Immediately Meirelles moved to the conflict region to gather impressions of the landscape and the military environment. He set up a workshop aboard the ship Brasil, the flagship of the Brazilian fleet, and spent months there drawing up sketches for his works. Returning to Rio de Janeiro, he took up a space at the Santo Antônio Convent, which he turned into a studio, and put himself to work diligently, isolating himself from the world. This effort resulted in two of his most important works, both of great dimensions: Passagem de Humaitá and Combate Naval de Riachuelo. While he was working on these paintings, he received a visit from the imperial family, with whom he had contact, which resulted in new paintings and the sending of Combate Naval de Riachuelo to represent Brazil at an international fair held in the United States. Upon returning from the exhibition, the work was damaged.

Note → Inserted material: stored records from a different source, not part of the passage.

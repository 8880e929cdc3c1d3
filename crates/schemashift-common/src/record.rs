use std::fmt;
use std::str::FromStr;

use chrono::{DateTime, Utc};
use serde::{Deserialize, Serialize};

/// One row of the tracking table.
#[derive(Debug, Clone, PartialEq, Eq, Serialize, Deserialize)]
pub struct MigrationRecord {
    pub id: i64,
    pub name: String,
    pub batch: i64,
    pub executed_at: DateTime<Utc>,
}

/// Which way a run moves the schema.
#[derive(Debug, Clone, Copy, PartialEq, Eq, Serialize, Deserialize)]
#[serde(rename_all = "lowercase")]
pub enum Direction {
    Up,
    Down,
}

impl fmt::Display for Direction {
    fn fmt(&self, f: &mut fmt::Formatter<'_>) -> fmt::Result {
        match self {
            Self::Up => f.write_str("up"),
            Self::Down => f.write_str("down"),
        }
    }
}

/// Selects the migration a `down` run reverts.
#[derive(Debug, Clone, Copy, Default, PartialEq, Eq, Serialize, Deserialize)]
#[serde(rename_all = "kebab-case")]
pub enum RevertTarget {
    /// The most recently applied migration (highest batch, then highest id).
    #[default]
    LastApplied,
    /// The lexicographically last migration in the source listing, reverted
    /// only when it has been applied.
    LastInDirectory,
}

impl FromStr for RevertTarget {
    type Err = String;

    fn from_str(s: &str) -> Result<Self, Self::Err> {
        match s {
            "last-applied" => Ok(Self::LastApplied),
            "last-file" | "last-in-directory" => Ok(Self::LastInDirectory),
            other => Err(format!(
                "unknown revert target '{other}' (expected last-applied or last-file)"
            )),
        }
    }
}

In 1871 he painted Juramento da Princesa Regente, the following year he was appointed commander of the Order of the Rose, and in 1875 he began the sketches for another great historical work, Batalha dos Guararapes, accepting a project that had been refused by Pedro Américo, who preferred work on his Batalha de Avaí. As he had done before, Meirelles went to the region where the conflict had taken place to conceive the composition with greater historical accuracy. The two battle paintings were exhibited at the Salon of 1879 and both artists received the Grand Prix and the title of dignitaries of the Order of the Rose, but it triggered the greatest aesthetic controversy that had hitherto taken place in Brazil. While some recognized their superlative abilities, hailing them as geniuses and heroes, others accused them of plagiarism and passé. At the same time, two parties were formed, one supporting Meirelles and the other Américo, in the dispute over which of the battle painting was more perfect. The lay public also got involved and the discussion took over the newspapers and magazines for months. Despite receiving much applause, the also numerous criticisms struck Meirelles deeply, throwing him into a state of melancholy tha apparently accompanied him until the end of his life.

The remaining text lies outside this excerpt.